Sharfuddin testified that after her fall she saw separate drops of water on the floor near where her foot slipped in an area that was no larger than three inches by three inches. Within that area, some of the drops were closer together and some more separated, but all of the water in the drops would fill only two tablespoons.
Sharfuddin was asked: "And is the water in the shape as if it was a splashdown, like a spillage, or is it just like sitting, almost circular?" Sharfuddin answered: "It was like a sitting one like just somebody has cleaned it or left, you know, like cleaning stuff, but not like a splash. It was not like a splash." Question: "Okay. Not like a splash but you said it seemed as if someone had been cleaning and left it there?" Sharfuddin: "Maybe, just like it was there for, you know, a long time. Not long time. It was there. You know, if -- that's what I can't get from this. If you drop something, it's scattered too many areas but it was not that, too many areas. Drops were there but that's what I saw at that point. That that was a splash, I cannot know."
Later, Sharfuddin was asked, "Okay.
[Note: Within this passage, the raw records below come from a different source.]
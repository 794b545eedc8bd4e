use client::screens::{ScreenRegistry, END_GAME_SCREEN, START_SCREEN};

use crate::support::{Harness, Readiness};

#[tokio::test(start_paused = true)]
async fn stale_screens_are_hidden_before_start_screen_shows() {
    let mut registry = ScreenRegistry::with_default_screens();
    registry.show(END_GAME_SCREEN).unwrap();
    let harness = Harness::with_screens(
        Readiness::Ready,
        Readiness::Ready,
        Readiness::Ready,
        registry.into_shared(),
    );

    harness.startup.run().await.unwrap();

    assert_eq!(harness.visible(), vec![START_SCREEN]);
    let screens = harness.screens.lock();
    let end = screens.get(END_GAME_SCREEN).unwrap();
    assert!(!end.active);
    assert_eq!(end.opacity, 0.0);
}

#[tokio::test(start_paused = true)]
async fn missing_start_screen_is_not_fatal() {
    let mut registry = ScreenRegistry::with_default_screens();
    registry.remove(START_SCREEN);
    let harness = Harness::with_screens(
        Readiness::Ready,
        Readiness::Ready,
        Readiness::Ready,
        registry.into_shared(),
    );

    let handle = harness.startup.run().await;

    assert!(handle.is_ok(), "startup continues without a start screen");
    assert!(harness.visible().is_empty());
    assert!(harness.log.contains("ui:init"));
}

#[tokio::test(start_paused = true)]
async fn running_startup_twice_still_leaves_one_screen() {
    let harness = Harness::ready();

    harness.startup.run().await.unwrap();
    harness.startup.run().await.unwrap();

    assert_eq!(harness.visible(), vec![START_SCREEN]);
    assert_eq!(harness.log.count("board:start"), 2);
}
//! Contracts of the collaborators the startup pipeline drives.
//!
//! Readiness is reported as `Ok(true)`. Both `Ok(false)` and `Err(_)` abort
//! startup; there is no retry and no partial success.

use async_trait::async_trait;

use crate::error::SubsystemError;
use crate::game::GameStateView;

/// Installs the process-wide diagnostic sink.
pub trait LoggingInitializer: Send + Sync {
    fn init_logging(&self) -> Result<(), SubsystemError>;
}

/// Prepares the board's rendering resources.
#[async_trait]
pub trait BoardSubsystem: Send + Sync {
    async fn setup_board(&self) -> Result<bool, SubsystemError>;
}

/// Prepares the card collections.
#[async_trait]
pub trait DeckSubsystem: Send + Sync {
    async fn setup_decks(&self) -> Result<bool, SubsystemError>;
}

/// Wires screens and input handling.
pub trait UiSubsystem: Send + Sync {
    fn initialize_ui(&self) -> Result<bool, SubsystemError>;

    /// Prepares the player-count screen's own widgets. Safe to call repeatedly.
    fn setup_player_count_ui(&self);
}

/// Read-only view of the game's state machine.
pub trait GameStateAccessor: Send + Sync {
    fn game_state(&self) -> GameStateView;
}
And then what made you say it looked as if someone had been cleaning, that that's the way it looked?" Answer: "Because I was just assuming because you said that is it a -- was split." (Emphasis supplied.) Question: "A splash?" Answer: "A splash. It was there. The water showed it was there for, you know, like before that. It was not like a recent something as, you know, just now and then it was just like -- there was no --" Sharfuddin's counsel: "You're doing fine."
Question: "Yeah, and I would like to know what was it about the water that told you it was here not recently or a long time because I heard you -- didn't you say something like that, you could tell it hadn't just happened?" Sharfuddin: "Yes. You were saying that it was like it was a splash. I'm sorry. What was that word?" Her counsel: "Splash?" Question: "Splash?" Sharfuddin: "Something dropping from it. It doesn't seem like it just dropped from something, like any type or thing. It was like, you know, you left water. Was like there. I don't know what maybe --"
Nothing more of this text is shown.